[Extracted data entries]
══════════
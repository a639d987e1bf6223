//! Request and response values passed between the client and its transport

use derive_more::Display;
use serde::Serialize;

use super::error::ApiError;

/// HTTP method
#[derive(Debug, Clone, Copy, PartialEq, Eq, Display)]
pub enum Method {
    #[display("GET")]
    Get,
    #[display("POST")]
    Post,
    #[display("PUT")]
    Put,
}

/// A backend call described relative to the API base URL
#[derive(Debug, Clone, PartialEq)]
pub struct ApiRequest {
    method: Method,
    path: String,
    query: Option<String>,
    body: Option<String>,
    refresh_on_unauthorized: bool,
    report_failures: bool,
}

impl ApiRequest {
    pub fn new(method: Method, path: impl Into<String>) -> Self {
        Self {
            method,
            path: path.into(),
            query: None,
            body: None,
            refresh_on_unauthorized: true,
            report_failures: true,
        }
    }

    pub fn get(path: impl Into<String>) -> Self {
        Self::new(Method::Get, path)
    }

    pub fn post(path: impl Into<String>) -> Self {
        Self::new(Method::Post, path)
    }

    pub fn put(path: impl Into<String>) -> Self {
        Self::new(Method::Put, path)
    }

    /// Attach a JSON body
    pub fn json<B: Serialize + ?Sized>(mut self, body: &B) -> Result<Self, ApiError> {
        let encoded = serde_json::to_string(body).map_err(|e| ApiError::Encode(e.to_string()))?;
        self.body = Some(encoded);
        Ok(self)
    }

    /// Attach URL query parameters. Fields that serialize to nothing are left out.
    pub fn query<Q: Serialize + ?Sized>(mut self, params: &Q) -> Result<Self, ApiError> {
        let encoded =
            serde_urlencoded::to_string(params).map_err(|e| ApiError::Encode(e.to_string()))?;
        self.query = (!encoded.is_empty()).then_some(encoded);
        Ok(self)
    }

    /// Exclude this request from the refresh-and-retry protocol.
    ///
    /// Used for the auth endpoints themselves, where a 401 means bad credentials.
    pub fn no_refresh(mut self) -> Self {
        self.refresh_on_unauthorized = false;
        self
    }

    /// Keep failures of this request out of the client's `RequestFailed` events.
    ///
    /// Background polling uses this so an unreachable backend does not flood the UI.
    pub fn silent(mut self) -> Self {
        self.report_failures = false;
        self
    }

    pub fn method(&self) -> Method {
        self.method
    }

    pub fn path(&self) -> &str {
        &self.path
    }

    pub fn body(&self) -> Option<&str> {
        self.body.as_deref()
    }

    pub fn refreshes_on_unauthorized(&self) -> bool {
        self.refresh_on_unauthorized
    }

    /// Whether failures are announced as client events. Auth calls never are.
    pub fn reports_failures(&self) -> bool {
        self.report_failures && self.refresh_on_unauthorized
    }

    /// Absolute URL for this request
    pub fn url(&self, base_url: &str) -> String {
        let separator = if self.path.starts_with('/') { "" } else { "/" };
        match &self.query {
            Some(query) => format!("{}{}{}?{}", base_url, separator, self.path, query),
            None => format!("{}{}{}", base_url, separator, self.path),
        }
    }
}

/// A request travelling through the retry path.
///
/// `retried` is set once the request has been reissued after a token refresh;
/// a retried request is never refreshed again.
#[derive(Debug, Clone, PartialEq)]
pub struct PendingRequest {
    pub request: ApiRequest,
    pub retried: bool,
}

impl PendingRequest {
    pub fn new(request: ApiRequest) -> Self {
        Self {
            request,
            retried: false,
        }
    }

    /// Whether a 401 for this request may trigger a refresh
    pub fn can_refresh(&self) -> bool {
        !self.retried && self.request.refreshes_on_unauthorized()
    }

    pub fn into_retry(self) -> Self {
        Self {
            request: self.request,
            retried: true,
        }
    }
}

/// Fully resolved request handed to a transport
#[derive(Debug, Clone, PartialEq)]
pub struct OutgoingRequest {
    pub method: Method,
    pub url: String,
    pub headers: Vec<(String, String)>,
    pub body: Option<String>,
}

impl OutgoingRequest {
    /// Header value by case-insensitive name
    pub fn header(&self, name: &str) -> Option<&str> {
        self.headers
            .iter()
            .find(|(key, _)| key.eq_ignore_ascii_case(name))
            .map(|(_, value)| value.as_str())
    }

    /// Token carried in the `Authorization: Bearer` header
    pub fn bearer_token(&self) -> Option<&str> {
        self.header("Authorization")
            .and_then(|value| value.strip_prefix("Bearer "))
    }
}

/// Status and body as received from the transport
#[derive(Debug, Clone, PartialEq)]
pub struct RawResponse {
    pub status: u16,
    pub body: String,
}

impl RawResponse {
    pub fn new(status: u16, body: impl Into<String>) -> Self {
        Self {
            status,
            body: body.into(),
        }
    }

    pub fn is_success(&self) -> bool {
        (200..300).contains(&self.status)
    }

    pub fn is_unauthorized(&self) -> bool {
        self.status == 401
    }
}

#[cfg(test)]
mod tests {
    use super::*;
    use serde_json::json;

    #[derive(Serialize)]
    struct Filters {
        search: Option<String>,
        is_remote: Option<bool>,
    }

    #[test]
    fn test_url_without_query() {
        let request = ApiRequest::get("/auth/me");
        assert_eq!(
            request.url("http://localhost:5000/api"),
            "http://localhost:5000/api/auth/me"
        );
    }

    #[test]
    fn test_url_adds_missing_slash() {
        let request = ApiRequest::get("jobs/3");
        assert_eq!(request.url("http://api"), "http://api/jobs/3");
    }

    #[test]
    fn test_query_encoding_skips_none_fields() {
        let request = ApiRequest::get("/freelancer/jobs/search")
            .query(&Filters {
                search: Some("rust & wasm".to_string()),
                is_remote: None,
            })
            .unwrap();

        assert_eq!(
            request.url("http://api"),
            "http://api/freelancer/jobs/search?search=rust+%26+wasm"
        );
    }

    #[test]
    fn test_empty_query_adds_no_question_mark() {
        let request = ApiRequest::get("/notifications")
            .query(&Filters {
                search: None,
                is_remote: None,
            })
            .unwrap();

        assert_eq!(request.url("http://api"), "http://api/notifications");
    }

    #[test]
    fn test_json_body_is_encoded() {
        let request = ApiRequest::post("/auth/login")
            .json(&json!({"email": "a@b.com"}))
            .unwrap();

        assert_eq!(request.method(), Method::Post);
        assert_eq!(request.body(), Some(r#"{"email":"a@b.com"}"#));
    }

    #[test]
    fn test_no_refresh_flag() {
        let request = ApiRequest::post("/auth/login");
        assert!(request.refreshes_on_unauthorized());
        assert!(!request.no_refresh().refreshes_on_unauthorized());
    }

    #[test]
    fn test_failure_reporting_flags() {
        assert!(ApiRequest::get("/jobs/1").reports_failures());
        assert!(!ApiRequest::get("/jobs/1").silent().reports_failures());
        assert!(!ApiRequest::post("/auth/login").no_refresh().reports_failures());
        assert!(ApiRequest::get("/jobs/1").silent().refreshes_on_unauthorized());
    }

    #[test]
    fn test_pending_request_refreshes_at_most_once() {
        let pending = PendingRequest::new(ApiRequest::get("/freelancer/profile"));
        assert!(pending.can_refresh());

        let retry = pending.into_retry();
        assert!(retry.retried);
        assert!(!retry.can_refresh());

        let auth_call = PendingRequest::new(ApiRequest::get("/auth/me").no_refresh());
        assert!(!auth_call.can_refresh());
    }

    #[test]
    fn test_outgoing_header_lookup_is_case_insensitive() {
        let outgoing = OutgoingRequest {
            method: Method::Get,
            url: "http://api/auth/me".to_string(),
            headers: vec![("authorization".to_string(), "Bearer T1".to_string())],
            body: None,
        };

        assert_eq!(outgoing.header("Authorization"), Some("Bearer T1"));
        assert_eq!(outgoing.bearer_token(), Some("T1"));
        assert_eq!(outgoing.header("Content-Type"), None);
    }

    #[test]
    fn test_response_status_classes() {
        assert!(RawResponse::new(201, "").is_success());
        assert!(!RawResponse::new(302, "").is_success());
        assert!(RawResponse::new(401, "").is_unauthorized());
        assert_eq!(Method::Put.to_string(), "PUT");
    }
}
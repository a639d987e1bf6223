//! Login page component

use leptos::prelude::*;

use crate::ui::auth::{LoginForm, use_auth_context};
use crate::ui::notifications::use_toasts;

/// Login page. Mounted behind `PublicOnly`, which moves a signed-in user to the dashboard.
#[component]
pub fn LoginPage() -> impl IntoView {
    let auth = use_auth_context();
    let toasts = use_toasts();

    let on_success = move |_| {
        if let Some(user) = auth.user() {
            toasts.success("Signed in", format!("Welcome back, {}", user.display_name()));
        }
    };

    view! {
        <main class="auth-page">
            <div class="card auth-card">
                <LoginForm on_success=Callback::new(on_success) />
            </div>
        </main>
    }
}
══════════
Try it => Beginning at the line that contains "assert!(!auth_call.can_refresh());" and ending at the last line above, copy each line without any change.

Reply =>
        assert!(!auth_call.can_refresh());
    }

    #[test]
    fn test_outgoing_header_lookup_is_case_insensitive() {
        let outgoing = OutgoingRequest {
            method: Method::Get,
            url: "http://api/auth/me".to_string(),
            headers: vec![("authorization".to_string(), "Bearer T1".to_string())],
            body: None,
        };

        assert_eq!(outgoing.header("Authorization"), Some("Bearer T1"));
        assert_eq!(outgoing.bearer_token(), Some("T1"));
        assert_eq!(outgoing.header("Content-Type"), None);
    }

    #[test]
    fn test_response_status_classes() {
        assert!(RawResponse::new(201, "").is_success());
        assert!(!RawResponse::new(302, "").is_success());
        assert!(RawResponse::new(401, "").is_unauthorized());
        assert_eq!(Method::Put.to_string(), "PUT");
    }
}
repository a639d987e1bf6223
//! Login page component

use leptos::prelude::*;

use crate::ui::auth::{LoginForm, use_auth_context};
use crate::ui::notifications::use_toasts;

/// Login page. Mounted behind `PublicOnly`, which moves a signed-in user to the dashboard.
#[component]
pub fn LoginPage() -> impl IntoView {
    let auth = use_auth_context();
    let toasts = use_toasts();

    let on_success = move |_| {
        if let Some(user) = auth.user() {
            toasts.success("Signed in", format!("Welcome back, {}", user.display_name()));
        }
    };

    view! {
        <main class="auth-page">
            <div class="card auth-card">
                <LoginForm on_success=Callback::new(on_success) />
            </div>
        </main>
    }
}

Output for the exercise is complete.